From the listing below, extract each line containing the string "impl".

DATA:
————————

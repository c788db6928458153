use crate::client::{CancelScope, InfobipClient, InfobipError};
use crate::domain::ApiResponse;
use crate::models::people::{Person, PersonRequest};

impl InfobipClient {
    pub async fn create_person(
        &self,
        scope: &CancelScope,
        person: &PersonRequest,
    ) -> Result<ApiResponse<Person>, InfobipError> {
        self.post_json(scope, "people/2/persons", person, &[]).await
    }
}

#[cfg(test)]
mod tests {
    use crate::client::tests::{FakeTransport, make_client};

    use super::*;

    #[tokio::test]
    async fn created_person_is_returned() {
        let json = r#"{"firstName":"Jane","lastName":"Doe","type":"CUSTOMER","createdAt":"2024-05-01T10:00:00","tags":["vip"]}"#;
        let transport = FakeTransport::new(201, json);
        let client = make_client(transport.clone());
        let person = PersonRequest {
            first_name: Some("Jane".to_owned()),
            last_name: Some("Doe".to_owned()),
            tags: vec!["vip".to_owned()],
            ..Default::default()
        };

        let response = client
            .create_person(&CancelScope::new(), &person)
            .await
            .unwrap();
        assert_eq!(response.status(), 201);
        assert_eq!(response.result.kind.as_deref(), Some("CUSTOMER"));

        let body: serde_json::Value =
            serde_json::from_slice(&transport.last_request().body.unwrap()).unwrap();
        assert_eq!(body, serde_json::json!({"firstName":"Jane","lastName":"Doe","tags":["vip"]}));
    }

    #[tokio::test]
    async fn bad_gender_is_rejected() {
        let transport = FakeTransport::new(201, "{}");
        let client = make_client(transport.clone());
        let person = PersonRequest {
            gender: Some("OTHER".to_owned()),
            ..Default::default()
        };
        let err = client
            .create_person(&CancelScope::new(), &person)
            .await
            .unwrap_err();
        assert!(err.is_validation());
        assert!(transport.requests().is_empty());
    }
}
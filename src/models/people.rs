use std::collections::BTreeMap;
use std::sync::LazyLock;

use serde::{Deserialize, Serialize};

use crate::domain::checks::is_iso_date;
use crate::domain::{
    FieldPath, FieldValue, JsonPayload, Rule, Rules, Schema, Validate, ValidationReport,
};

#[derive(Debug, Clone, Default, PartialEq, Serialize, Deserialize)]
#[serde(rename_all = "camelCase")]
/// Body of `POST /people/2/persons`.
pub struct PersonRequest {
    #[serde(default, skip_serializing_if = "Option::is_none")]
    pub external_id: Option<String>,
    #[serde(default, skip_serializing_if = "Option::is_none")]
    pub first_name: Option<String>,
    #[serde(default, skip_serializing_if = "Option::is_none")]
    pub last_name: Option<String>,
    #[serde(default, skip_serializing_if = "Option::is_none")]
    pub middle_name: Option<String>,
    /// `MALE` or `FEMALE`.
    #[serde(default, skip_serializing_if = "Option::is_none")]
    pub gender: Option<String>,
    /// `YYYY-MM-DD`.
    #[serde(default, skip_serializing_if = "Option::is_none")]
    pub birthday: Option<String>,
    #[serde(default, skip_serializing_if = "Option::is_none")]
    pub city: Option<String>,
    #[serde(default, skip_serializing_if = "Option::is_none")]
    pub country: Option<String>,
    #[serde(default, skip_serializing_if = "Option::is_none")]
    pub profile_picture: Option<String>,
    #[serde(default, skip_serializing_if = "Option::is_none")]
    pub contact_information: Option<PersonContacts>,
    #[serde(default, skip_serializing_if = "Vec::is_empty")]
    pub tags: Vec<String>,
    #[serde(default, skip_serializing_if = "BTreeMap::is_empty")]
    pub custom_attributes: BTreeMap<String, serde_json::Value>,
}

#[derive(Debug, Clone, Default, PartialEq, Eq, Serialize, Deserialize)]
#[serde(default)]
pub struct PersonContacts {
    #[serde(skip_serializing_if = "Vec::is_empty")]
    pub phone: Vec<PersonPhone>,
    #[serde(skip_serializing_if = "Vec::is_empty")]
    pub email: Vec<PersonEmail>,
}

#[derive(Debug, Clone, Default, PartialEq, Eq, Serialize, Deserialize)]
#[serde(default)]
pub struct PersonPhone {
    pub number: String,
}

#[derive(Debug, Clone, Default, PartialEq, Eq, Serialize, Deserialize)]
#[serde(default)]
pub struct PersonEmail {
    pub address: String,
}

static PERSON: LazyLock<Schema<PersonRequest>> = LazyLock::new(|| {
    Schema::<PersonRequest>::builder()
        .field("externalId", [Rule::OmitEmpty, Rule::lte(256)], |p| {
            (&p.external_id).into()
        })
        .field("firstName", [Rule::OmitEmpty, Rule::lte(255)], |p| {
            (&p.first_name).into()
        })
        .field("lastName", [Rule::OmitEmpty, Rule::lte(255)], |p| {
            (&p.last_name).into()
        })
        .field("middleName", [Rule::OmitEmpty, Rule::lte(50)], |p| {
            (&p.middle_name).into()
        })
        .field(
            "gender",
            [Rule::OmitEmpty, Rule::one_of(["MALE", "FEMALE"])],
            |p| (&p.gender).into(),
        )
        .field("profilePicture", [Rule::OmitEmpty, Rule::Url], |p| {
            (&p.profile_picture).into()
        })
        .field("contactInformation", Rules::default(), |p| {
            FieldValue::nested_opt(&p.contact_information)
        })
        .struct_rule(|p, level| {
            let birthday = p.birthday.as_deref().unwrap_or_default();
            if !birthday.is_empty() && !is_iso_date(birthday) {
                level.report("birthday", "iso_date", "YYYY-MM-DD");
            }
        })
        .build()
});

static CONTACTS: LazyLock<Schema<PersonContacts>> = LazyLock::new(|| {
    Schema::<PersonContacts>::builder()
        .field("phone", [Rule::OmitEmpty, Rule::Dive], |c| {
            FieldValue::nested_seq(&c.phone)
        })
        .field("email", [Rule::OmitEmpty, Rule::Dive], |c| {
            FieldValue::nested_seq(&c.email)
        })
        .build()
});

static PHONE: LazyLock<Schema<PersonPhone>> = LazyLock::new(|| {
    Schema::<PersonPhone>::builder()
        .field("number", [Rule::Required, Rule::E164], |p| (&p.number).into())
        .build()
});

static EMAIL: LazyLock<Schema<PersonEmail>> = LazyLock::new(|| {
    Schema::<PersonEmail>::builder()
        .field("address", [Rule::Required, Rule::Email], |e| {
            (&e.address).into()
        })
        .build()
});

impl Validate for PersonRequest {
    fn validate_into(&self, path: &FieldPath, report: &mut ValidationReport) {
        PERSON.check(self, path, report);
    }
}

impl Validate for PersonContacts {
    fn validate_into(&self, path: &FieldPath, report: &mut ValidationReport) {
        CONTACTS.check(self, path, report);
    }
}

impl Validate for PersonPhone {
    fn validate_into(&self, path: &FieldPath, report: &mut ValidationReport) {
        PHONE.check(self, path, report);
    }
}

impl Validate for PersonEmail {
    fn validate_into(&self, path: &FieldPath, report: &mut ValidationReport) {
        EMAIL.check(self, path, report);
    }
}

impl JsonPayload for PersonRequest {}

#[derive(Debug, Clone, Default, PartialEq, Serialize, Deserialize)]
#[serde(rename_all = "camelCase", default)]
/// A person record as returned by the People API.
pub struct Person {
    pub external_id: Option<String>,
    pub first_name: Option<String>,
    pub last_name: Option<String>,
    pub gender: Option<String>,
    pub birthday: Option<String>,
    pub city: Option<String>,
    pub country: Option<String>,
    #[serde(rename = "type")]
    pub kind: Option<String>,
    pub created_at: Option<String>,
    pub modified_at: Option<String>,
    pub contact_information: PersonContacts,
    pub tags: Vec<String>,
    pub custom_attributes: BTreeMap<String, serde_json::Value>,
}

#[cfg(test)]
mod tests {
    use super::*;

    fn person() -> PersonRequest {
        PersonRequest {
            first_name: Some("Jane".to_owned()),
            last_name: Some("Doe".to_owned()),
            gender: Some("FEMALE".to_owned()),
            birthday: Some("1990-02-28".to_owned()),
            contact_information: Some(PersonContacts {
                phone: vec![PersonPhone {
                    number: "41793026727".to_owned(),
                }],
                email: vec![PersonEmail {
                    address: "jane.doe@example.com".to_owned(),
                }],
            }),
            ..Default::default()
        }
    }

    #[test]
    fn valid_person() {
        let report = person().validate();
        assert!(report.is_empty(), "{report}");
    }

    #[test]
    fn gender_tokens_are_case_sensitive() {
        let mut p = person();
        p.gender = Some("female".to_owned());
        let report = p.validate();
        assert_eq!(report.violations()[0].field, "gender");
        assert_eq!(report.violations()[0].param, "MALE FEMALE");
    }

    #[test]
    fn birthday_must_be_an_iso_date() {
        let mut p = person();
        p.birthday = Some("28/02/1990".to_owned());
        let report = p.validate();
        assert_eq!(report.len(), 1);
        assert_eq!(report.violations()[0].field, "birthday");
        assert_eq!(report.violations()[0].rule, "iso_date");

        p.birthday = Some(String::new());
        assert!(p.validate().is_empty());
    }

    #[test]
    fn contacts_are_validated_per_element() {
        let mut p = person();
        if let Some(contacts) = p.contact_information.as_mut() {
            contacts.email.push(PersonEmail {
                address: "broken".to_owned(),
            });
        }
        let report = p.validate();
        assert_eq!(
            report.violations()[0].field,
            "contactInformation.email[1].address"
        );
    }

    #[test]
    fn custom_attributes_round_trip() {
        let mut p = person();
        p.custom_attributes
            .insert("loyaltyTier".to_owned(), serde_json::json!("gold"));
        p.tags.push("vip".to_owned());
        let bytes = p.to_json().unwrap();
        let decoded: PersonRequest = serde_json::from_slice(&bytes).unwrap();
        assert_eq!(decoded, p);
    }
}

————————

SOLUTION:
impl InfobipClient {
impl Validate for PersonRequest {
impl Validate for PersonContacts {
impl Validate for PersonPhone {
impl Validate for PersonEmail {
impl JsonPayload for PersonRequest {}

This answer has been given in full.